Saved data entries ▸
"""
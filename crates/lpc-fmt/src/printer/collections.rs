use lpc_ast::{NodeId, NodeKind, TextRange, TextSize};

use super::{Doc, Printer};

const PAIR_MARKER: &str = "@prettier-pair";

impl<'a> Printer<'a> {
    /// Elements pack as many per line as fit. A newline after `({` in the
    /// source keeps the array broken.
    pub(super) fn array(&self, id: NodeId, elements: &[NodeId]) -> Doc<'a> {
        let Some(&first) = elements.first() else {
            return self.text("({})");
        };

        let pairs = self.prints_as_pairs(id, elements);
        let mut body = if pairs { self.pairs(elements) } else { self.fill(elements) };

        let open_end = self.document.loc_start(id) + TextSize::of("({");
        if self.has_newline(open_end, self.document.loc_start(first)) {
            body = self.break_parent().append(body);
        }
        if !pairs {
            body = body.append(self.trailing_comma(elements));
        }
        self.bracketed("({", body, "})")
    }

    /// Each element after the first moves to a new line on its own when it
    /// does not fit after its predecessor.
    fn fill(&self, elements: &[NodeId]) -> Doc<'a> {
        let last_value = elements.iter().rposition(|&element| !self.stands_alone(element));

        let mut doc = self.nil();
        for (idx, &element) in elements.iter().enumerate() {
            let item = self.list_item(element, last_value.is_some_and(|last| idx < last));
            doc = match idx.checked_sub(1).map(|prev| elements[prev]) {
                None => item,
                Some(prev) if self.breaks_after(prev) || self.is_directive(element) => {
                    doc.append(self.hardline()).append(item)
                }
                Some(_) => doc.append(self.line().append(item).group()),
            };
        }
        doc
    }

    fn breaks_after(&self, id: NodeId) -> bool {
        self.is_comment(id) || self.document.suffix_comment(id).is_some() || self.is_directive(id)
    }

    fn is_directive(&self, id: NodeId) -> bool {
        matches!(self.document.kind(id), NodeKind::Directive { .. })
    }

    /// Two elements per line, every pair ending with `,`.
    fn pairs(&self, elements: &[NodeId]) -> Doc<'a> {
        let lines = elements.chunks(2).map(|pair| {
            let (key, value) = (pair[0], pair[1]);
            let value = self.indent(self.line().append(self.bare(value)));
            self.bare(key)
                .append(",")
                .append(self.suffix(key))
                .append(value)
                .append(",")
                .group()
                .append(self.suffix(pair[1]))
        });
        self.join(lines, self.hardline())
    }

    fn trailing_comma(&self, items: &[NodeId]) -> Doc<'a> {
        let ends_with_value = items.last().is_some_and(|&last| !self.stands_alone(last));
        if self.options.trailing_comma && ends_with_value {
            self.text(",").flat_alt(self.nil())
        } else {
            self.nil()
        }
    }

    /// Even-length arrays assigned to a pair variable, or whose statement
    /// follows a `@prettier-pair` comment.
    fn prints_as_pairs(&self, id: NodeId, elements: &[NodeId]) -> bool {
        if elements.len() % 2 != 0 || elements.iter().any(|&element| self.stands_alone(element)) {
            return false;
        }

        let target = self.document.parent(id).and_then(|parent| match self.document.kind(parent) {
            NodeKind::Assignment { left, right: Some(right), .. } if *right == id => Some(*left),
            NodeKind::VarDeclarator { name, init: Some(init), .. } if *init == id => *name,
            _ => None,
        });
        let named = target.is_some_and(|target| {
            matches!(self.document.kind(target), NodeKind::Identifier)
                && self.options.is_pair_variable(self.source(target))
        });

        named || self.follows_pair_marker(id)
    }

    fn follows_pair_marker(&self, id: NodeId) -> bool {
        let statement = std::iter::once(id)
            .chain(self.document.ancestors(id))
            .find(|&node| match self.document.parent(node) {
                None => true,
                Some(parent) => {
                    matches!(self.document.kind(parent), NodeKind::CodeBlock { .. } | NodeKind::Case { .. })
                }
            })
            .unwrap_or(id);

        self.document
            .find_node_before(self.document.loc_start(statement))
            .is_some_and(|before| self.is_comment(before) && self.source(before).contains(PAIR_MARKER))
    }

    pub(super) fn mapping(&self, pairs: &[NodeId]) -> Doc<'a> {
        if pairs.is_empty() {
            return self.text("([])");
        }
        let body = self.comma_list(pairs, self.line()).append(self.trailing_comma(pairs));
        self.bracketed("([", body, "])")
    }

    /// `key: value; value`, or a bare key.
    pub(super) fn mapping_pair(&self, key: NodeId, values: &[NodeId]) -> Doc<'a> {
        let key = self.node(key);
        if values.is_empty() {
            return key;
        }

        let separator = self.text(";").append(self.line());
        let values = self.join(values.iter().map(|&value| self.node(value)), separator);
        key.append(":").append(self.indent(self.line().append(values)).group()).group()
    }

    pub(super) fn struct_literal(&self, name: TextRange, items: &[NodeId]) -> Doc<'a> {
        let open = self.text("(").append(self.slice(name));
        if items.is_empty() {
            return open.append(")");
        }
        let items = self.indent(self.comma_list(items, self.line()));
        open.append(" ").append(items).append(")").group()
    }

    pub(super) fn inline_closure(&self, items: &[NodeId]) -> Doc<'a> {
        if items.is_empty() {
            return self.text("(: :)");
        }
        let items = self.join(items.iter().map(|&item| self.node(item)), self.line());
        self.text("(:")
            .append(self.indent(self.line().append(items)))
            .append(self.line())
            .append(":)")
            .group()
    }

    pub(super) fn lambda(&self, args: NodeId, code: NodeId) -> Doc<'a> {
        let body = self.node(args).append(",").append(self.line()).append(self.node(code));
        self.bracketed("lambda(", body, ")")
    }
}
"""
Assigned task ▸
An exact copy of all the entries above is what is needed.

Solved exercise ▸
filename crates/lpc-fmt/src/printer/collections.rs
use lpc_ast::{NodeId, NodeKind, TextRange, TextSize};

use super::{Doc, Printer};

const PAIR_MARKER: &str = "@prettier-pair";

impl<'a> Printer<'a> {
    /// Elements pack as many per line as fit. A newline after `({` in the
    /// source keeps the array broken.
    pub(super) fn array(&self, id: NodeId, elements: &[NodeId]) -> Doc<'a> {
        let Some(&first) = elements.first() else {
            return self.text("({})");
        };

        let pairs = self.prints_as_pairs(id, elements);
        let mut body = if pairs { self.pairs(elements) } else { self.fill(elements) };

        let open_end = self.document.loc_start(id) + TextSize::of("({");
        if self.has_newline(open_end, self.document.loc_start(first)) {
            body = self.break_parent().append(body);
        }
        if !pairs {
            body = body.append(self.trailing_comma(elements));
        }
        self.bracketed("({", body, "})")
    }

    /// Each element after the first moves to a new line on its own when it
    /// does not fit after its predecessor.
    fn fill(&self, elements: &[NodeId]) -> Doc<'a> {
        let last_value = elements.iter().rposition(|&element| !self.stands_alone(element));

        let mut doc = self.nil();
        for (idx, &element) in elements.iter().enumerate() {
            let item = self.list_item(element, last_value.is_some_and(|last| idx < last));
            doc = match idx.checked_sub(1).map(|prev| elements[prev]) {
                None => item,
                Some(prev) if self.breaks_after(prev) || self.is_directive(element) => {
                    doc.append(self.hardline()).append(item)
                }
                Some(_) => doc.append(self.line().append(item).group()),
            };
        }
        doc
    }

    fn breaks_after(&self, id: NodeId) -> bool {
        self.is_comment(id) || self.document.suffix_comment(id).is_some() || self.is_directive(id)
    }

    fn is_directive(&self, id: NodeId) -> bool {
        matches!(self.document.kind(id), NodeKind::Directive { .. })
    }

    /// Two elements per line, every pair ending with `,`.
    fn pairs(&self, elements: &[NodeId]) -> Doc<'a> {
        let lines = elements.chunks(2).map(|pair| {
            let (key, value) = (pair[0], pair[1]);
            let value = self.indent(self.line().append(self.bare(value)));
            self.bare(key)
                .append(",")
                .append(self.suffix(key))
                .append(value)
                .append(",")
                .group()
                .append(self.suffix(pair[1]))
        });
        self.join(lines, self.hardline())
    }

    fn trailing_comma(&self, items: &[NodeId]) -> Doc<'a> {
        let ends_with_value = items.last().is_some_and(|&last| !self.stands_alone(last));
        if self.options.trailing_comma && ends_with_value {
            self.text(",").flat_alt(self.nil())
        } else {
            self.nil()
        }
    }

    /// Even-length arrays assigned to a pair variable, or whose statement
    /// follows a `@prettier-pair` comment.
    fn prints_as_pairs(&self, id: NodeId, elements: &[NodeId]) -> bool {
        if elements.len() % 2 != 0 || elements.iter().any(|&element| self.stands_alone(element)) {
            return false;
        }

        let target = self.document.parent(id).and_then(|parent| match self.document.kind(parent) {
            NodeKind::Assignment { left, right: Some(right), .. } if *right == id => Some(*left),
            NodeKind::VarDeclarator { name, init: Some(init), .. } if *init == id => *name,
            _ => None,
        });
        let named = target.is_some_and(|target| {
            matches!(self.document.kind(target), NodeKind::Identifier)
                && self.options.is_pair_variable(self.source(target))
        });

        named || self.follows_pair_marker(id)
    }

    fn follows_pair_marker(&self, id: NodeId) -> bool {
        let statement = std::iter::once(id)
            .chain(self.document.ancestors(id))
            .find(|&node| match self.document.parent(node) {
                None => true,
                Some(parent) => {
                    matches!(self.document.kind(parent), NodeKind::CodeBlock { .. } | NodeKind::Case { .. })
                }
            })
            .unwrap_or(id);

        self.document
            .find_node_before(self.document.loc_start(statement))
            .is_some_and(|before| self.is_comment(before) && self.source(before).contains(PAIR_MARKER))
    }

    pub(super) fn mapping(&self, pairs: &[NodeId]) -> Doc<'a> {
        if pairs.is_empty() {
            return self.text("([])");
        }
        let body = self.comma_list(pairs, self.line()).append(self.trailing_comma(pairs));
        self.bracketed("([", body, "])")
    }

    /// `key: value; value`, or a bare key.
    pub(super) fn mapping_pair(&self, key: NodeId, values: &[NodeId]) -> Doc<'a> {
        let key = self.node(key);
        if values.is_empty() {
            return key;
        }

        let separator = self.text(";").append(self.line());
        let values = self.join(values.iter().map(|&value| self.node(value)), separator);
        key.append(":").append(self.indent(self.line().append(values)).group()).group()
    }

    pub(super) fn struct_literal(&self, name: TextRange, items: &[NodeId]) -> Doc<'a> {
        let open = self.text("(").append(self.slice(name));
        if items.is_empty() {
            return open.append(")");
        }
        let items = self.indent(self.comma_list(items, self.line()));
        open.append(" ").append(items).append(")").group()
    }

    pub(super) fn inline_closure(&self, items: &[NodeId]) -> Doc<'a> {
        if items.is_empty() {
            return self.text("(: :)");
        }
        let items = self.join(items.iter().map(|&item| self.node(item)), self.line());
        self.text("(:")
            .append(self.indent(self.line().append(items)))
            .append(self.line())
            .append(":)")
            .group()
    }

    pub(super) fn lambda(&self, args: NodeId, code: NodeId) -> Doc<'a> {
        let body = self.node(args).append(",").append(self.line()).append(self.node(code));
        self.bracketed("lambda(", body, ")")
    }
}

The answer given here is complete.